▶ [THE RECORDS]:
_ _ _ _ _
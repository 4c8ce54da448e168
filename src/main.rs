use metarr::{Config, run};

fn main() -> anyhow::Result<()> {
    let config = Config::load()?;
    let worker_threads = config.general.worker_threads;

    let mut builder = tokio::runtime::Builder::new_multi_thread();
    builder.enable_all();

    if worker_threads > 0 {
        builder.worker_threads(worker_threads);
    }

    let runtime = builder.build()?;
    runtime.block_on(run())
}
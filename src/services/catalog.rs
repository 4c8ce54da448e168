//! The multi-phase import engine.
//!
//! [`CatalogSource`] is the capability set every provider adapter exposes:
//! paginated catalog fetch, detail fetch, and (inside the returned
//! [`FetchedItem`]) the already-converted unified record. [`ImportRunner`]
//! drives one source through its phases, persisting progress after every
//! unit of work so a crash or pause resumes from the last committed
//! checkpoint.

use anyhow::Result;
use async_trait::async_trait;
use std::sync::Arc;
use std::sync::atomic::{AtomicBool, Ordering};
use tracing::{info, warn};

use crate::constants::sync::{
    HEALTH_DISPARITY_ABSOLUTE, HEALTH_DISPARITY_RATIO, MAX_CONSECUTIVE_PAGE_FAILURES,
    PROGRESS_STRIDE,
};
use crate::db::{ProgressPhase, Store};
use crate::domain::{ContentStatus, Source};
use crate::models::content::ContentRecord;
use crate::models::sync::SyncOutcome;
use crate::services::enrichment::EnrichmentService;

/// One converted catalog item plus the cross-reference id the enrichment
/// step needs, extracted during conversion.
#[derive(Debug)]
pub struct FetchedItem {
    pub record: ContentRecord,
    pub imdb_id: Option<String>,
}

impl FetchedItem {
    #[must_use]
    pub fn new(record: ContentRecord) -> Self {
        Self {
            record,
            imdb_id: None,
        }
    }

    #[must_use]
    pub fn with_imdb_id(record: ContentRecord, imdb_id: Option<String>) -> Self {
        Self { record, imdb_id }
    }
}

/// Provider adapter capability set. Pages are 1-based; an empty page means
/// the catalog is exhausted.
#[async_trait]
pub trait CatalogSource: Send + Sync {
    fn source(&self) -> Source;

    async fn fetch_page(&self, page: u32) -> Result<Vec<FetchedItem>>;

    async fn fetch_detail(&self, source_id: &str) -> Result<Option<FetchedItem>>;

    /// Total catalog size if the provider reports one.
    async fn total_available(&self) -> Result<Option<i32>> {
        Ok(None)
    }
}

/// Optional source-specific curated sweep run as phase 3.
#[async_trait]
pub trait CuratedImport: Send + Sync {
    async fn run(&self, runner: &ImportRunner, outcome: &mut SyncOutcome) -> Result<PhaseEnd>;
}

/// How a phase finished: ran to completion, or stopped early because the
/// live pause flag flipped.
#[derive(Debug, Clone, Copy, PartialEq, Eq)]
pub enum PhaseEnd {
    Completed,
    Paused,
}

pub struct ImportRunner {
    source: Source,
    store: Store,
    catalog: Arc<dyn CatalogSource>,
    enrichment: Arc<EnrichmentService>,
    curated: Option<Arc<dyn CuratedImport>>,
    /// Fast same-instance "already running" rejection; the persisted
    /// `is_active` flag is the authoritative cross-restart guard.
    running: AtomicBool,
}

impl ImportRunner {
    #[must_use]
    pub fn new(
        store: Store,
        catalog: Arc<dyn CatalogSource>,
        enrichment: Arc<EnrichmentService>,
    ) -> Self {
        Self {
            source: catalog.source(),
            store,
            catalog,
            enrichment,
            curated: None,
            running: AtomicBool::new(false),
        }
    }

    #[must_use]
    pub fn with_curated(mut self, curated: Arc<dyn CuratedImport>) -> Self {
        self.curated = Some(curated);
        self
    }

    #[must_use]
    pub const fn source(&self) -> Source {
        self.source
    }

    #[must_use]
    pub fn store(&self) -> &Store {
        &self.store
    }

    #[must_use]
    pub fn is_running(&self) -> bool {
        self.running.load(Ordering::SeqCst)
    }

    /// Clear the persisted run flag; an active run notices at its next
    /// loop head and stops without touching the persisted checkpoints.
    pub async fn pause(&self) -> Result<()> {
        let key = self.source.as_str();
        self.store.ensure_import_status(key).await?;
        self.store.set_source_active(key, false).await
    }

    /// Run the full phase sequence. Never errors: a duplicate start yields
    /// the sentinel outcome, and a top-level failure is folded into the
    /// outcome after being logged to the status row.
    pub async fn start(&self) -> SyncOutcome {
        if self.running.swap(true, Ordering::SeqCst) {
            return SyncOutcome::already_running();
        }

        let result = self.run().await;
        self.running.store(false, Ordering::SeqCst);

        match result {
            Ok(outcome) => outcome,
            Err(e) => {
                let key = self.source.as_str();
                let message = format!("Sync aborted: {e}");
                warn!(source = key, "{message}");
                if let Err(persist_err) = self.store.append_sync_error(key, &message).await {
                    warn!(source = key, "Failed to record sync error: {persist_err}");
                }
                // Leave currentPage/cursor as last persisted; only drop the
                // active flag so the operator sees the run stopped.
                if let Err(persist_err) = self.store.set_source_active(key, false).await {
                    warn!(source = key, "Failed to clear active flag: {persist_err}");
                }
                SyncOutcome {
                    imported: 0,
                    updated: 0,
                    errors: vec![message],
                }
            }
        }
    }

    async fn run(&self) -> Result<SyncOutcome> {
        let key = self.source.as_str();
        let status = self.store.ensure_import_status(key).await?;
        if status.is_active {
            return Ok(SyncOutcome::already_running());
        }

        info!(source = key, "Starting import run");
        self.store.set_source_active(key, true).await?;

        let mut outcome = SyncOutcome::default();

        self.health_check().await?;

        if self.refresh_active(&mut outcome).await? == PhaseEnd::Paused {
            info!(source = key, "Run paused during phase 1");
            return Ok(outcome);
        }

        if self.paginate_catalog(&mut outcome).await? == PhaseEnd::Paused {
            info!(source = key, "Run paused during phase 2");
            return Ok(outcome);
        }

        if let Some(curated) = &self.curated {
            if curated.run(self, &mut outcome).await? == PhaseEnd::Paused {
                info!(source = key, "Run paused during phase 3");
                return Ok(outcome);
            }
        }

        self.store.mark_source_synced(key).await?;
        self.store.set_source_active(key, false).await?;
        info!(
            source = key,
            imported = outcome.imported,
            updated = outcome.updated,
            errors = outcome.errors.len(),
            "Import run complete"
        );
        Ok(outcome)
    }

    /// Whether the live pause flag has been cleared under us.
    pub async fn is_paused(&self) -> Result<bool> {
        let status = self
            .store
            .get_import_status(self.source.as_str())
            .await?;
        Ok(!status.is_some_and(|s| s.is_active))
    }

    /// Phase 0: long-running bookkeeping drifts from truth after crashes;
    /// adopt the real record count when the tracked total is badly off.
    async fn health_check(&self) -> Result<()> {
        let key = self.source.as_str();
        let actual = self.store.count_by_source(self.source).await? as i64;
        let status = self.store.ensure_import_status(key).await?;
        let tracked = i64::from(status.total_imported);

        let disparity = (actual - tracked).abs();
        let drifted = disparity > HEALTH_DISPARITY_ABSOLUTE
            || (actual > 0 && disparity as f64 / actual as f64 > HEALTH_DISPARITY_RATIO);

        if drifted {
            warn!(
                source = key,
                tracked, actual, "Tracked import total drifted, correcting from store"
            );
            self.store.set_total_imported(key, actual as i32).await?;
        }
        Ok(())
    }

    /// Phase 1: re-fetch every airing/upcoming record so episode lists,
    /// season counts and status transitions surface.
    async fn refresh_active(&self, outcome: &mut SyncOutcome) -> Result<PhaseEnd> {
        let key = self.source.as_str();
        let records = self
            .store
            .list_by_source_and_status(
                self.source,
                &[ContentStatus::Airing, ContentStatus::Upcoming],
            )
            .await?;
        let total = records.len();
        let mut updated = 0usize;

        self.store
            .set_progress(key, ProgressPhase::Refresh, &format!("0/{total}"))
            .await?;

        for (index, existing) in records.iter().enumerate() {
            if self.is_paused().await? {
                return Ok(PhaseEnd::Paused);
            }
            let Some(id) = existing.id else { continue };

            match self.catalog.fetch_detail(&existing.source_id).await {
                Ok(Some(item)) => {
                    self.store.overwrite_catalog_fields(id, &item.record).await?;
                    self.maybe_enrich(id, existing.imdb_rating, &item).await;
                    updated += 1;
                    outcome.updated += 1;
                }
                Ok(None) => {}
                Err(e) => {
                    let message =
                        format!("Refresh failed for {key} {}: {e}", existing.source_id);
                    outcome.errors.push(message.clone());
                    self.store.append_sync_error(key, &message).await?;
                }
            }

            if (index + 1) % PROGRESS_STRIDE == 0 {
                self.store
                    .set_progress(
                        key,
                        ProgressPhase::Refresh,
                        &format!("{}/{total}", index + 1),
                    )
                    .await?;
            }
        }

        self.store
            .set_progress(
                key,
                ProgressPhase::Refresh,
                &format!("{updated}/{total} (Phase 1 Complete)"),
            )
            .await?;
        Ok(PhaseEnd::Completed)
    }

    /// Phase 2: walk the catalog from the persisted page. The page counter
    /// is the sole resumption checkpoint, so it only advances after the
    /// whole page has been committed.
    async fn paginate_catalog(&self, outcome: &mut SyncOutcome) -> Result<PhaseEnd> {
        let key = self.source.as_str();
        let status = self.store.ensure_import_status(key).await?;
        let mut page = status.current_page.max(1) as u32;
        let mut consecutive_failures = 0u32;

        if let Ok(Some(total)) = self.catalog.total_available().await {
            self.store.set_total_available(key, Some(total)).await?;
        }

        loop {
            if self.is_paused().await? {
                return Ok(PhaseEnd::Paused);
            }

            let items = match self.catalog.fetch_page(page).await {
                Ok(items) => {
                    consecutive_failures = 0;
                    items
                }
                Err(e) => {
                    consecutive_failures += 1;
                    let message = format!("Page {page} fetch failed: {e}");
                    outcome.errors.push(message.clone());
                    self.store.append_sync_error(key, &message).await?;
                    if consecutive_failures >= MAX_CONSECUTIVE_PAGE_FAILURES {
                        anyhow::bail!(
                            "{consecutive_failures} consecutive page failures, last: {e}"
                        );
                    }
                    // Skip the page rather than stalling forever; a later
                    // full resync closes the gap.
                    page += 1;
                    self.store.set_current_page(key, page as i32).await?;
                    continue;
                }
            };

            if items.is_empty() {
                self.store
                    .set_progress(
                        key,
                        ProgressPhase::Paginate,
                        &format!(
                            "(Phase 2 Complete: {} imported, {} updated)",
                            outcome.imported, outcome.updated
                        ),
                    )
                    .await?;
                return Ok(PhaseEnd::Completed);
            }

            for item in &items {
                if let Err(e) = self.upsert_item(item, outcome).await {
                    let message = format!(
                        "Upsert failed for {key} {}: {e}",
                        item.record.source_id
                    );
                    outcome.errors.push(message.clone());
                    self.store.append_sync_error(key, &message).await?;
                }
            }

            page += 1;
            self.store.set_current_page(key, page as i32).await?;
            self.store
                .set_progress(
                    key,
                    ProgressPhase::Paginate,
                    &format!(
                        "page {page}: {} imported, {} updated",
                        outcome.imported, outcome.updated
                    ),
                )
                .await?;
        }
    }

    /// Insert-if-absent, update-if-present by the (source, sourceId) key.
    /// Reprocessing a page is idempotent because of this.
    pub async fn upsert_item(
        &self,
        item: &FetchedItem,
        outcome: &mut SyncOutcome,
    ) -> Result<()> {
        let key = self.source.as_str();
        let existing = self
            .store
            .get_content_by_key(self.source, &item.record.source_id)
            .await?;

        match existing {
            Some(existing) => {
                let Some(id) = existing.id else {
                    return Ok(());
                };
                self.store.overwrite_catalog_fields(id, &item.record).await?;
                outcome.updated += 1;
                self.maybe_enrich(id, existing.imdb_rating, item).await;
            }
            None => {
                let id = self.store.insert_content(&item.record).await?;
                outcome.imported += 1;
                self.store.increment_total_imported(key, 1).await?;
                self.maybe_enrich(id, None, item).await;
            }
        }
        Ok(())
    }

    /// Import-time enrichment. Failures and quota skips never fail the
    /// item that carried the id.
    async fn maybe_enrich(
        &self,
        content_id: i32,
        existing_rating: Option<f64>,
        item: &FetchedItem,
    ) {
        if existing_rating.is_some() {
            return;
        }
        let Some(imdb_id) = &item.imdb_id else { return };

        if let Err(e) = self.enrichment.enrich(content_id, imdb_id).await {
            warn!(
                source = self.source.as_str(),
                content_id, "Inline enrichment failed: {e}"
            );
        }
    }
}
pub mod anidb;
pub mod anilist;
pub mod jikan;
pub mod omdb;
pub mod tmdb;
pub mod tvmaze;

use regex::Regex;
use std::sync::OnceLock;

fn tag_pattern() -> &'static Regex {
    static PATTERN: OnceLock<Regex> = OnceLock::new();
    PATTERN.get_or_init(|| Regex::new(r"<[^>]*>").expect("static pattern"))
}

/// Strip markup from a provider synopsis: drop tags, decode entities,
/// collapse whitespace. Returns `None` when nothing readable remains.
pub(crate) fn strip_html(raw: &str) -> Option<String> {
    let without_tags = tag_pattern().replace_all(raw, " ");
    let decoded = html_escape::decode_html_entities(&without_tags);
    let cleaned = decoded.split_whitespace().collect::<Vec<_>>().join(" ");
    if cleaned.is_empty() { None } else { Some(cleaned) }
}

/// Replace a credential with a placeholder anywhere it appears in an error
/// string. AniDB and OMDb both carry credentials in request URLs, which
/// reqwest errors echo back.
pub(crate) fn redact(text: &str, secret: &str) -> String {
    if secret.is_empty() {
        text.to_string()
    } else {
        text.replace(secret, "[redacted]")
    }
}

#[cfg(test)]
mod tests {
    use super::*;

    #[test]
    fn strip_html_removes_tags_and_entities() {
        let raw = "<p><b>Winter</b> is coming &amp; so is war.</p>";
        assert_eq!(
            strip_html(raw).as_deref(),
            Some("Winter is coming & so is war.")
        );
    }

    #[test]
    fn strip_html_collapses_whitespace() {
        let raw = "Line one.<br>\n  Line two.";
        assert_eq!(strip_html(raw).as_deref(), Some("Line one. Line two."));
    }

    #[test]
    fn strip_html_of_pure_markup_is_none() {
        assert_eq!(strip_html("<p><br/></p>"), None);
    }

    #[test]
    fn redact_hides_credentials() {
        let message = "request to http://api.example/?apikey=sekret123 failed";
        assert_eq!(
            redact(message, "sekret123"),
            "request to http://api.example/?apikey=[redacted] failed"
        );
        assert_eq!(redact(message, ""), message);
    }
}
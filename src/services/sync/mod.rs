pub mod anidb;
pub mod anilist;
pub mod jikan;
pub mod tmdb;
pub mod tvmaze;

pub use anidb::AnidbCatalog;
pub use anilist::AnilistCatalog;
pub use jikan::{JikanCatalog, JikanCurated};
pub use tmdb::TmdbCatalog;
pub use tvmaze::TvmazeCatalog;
_ _ _ _ _
▶ [TASK STATEMENT]: Looking at the material above, please copy exactly every line from its first line through the line containing "is the capability", with both ends included and nothing else.

▶ [OUTPUT OF THE EXERCISE]:
repository 4c8ce54da448e168
filename src/main.rs
use metarr::{Config, run};

fn main() -> anyhow::Result<()> {
    let config = Config::load()?;
    let worker_threads = config.general.worker_threads;

    let mut builder = tokio::runtime::Builder::new_multi_thread();
    builder.enable_all();

    if worker_threads > 0 {
        builder.worker_threads(worker_threads);
    }

    let runtime = builder.build()?;
    runtime.block_on(run())
}
filename src/services/catalog.rs
repository 4c8ce54da448e168
//! The multi-phase import engine.
//!
//! [`CatalogSource`] is the capability set every provider adapter exposes:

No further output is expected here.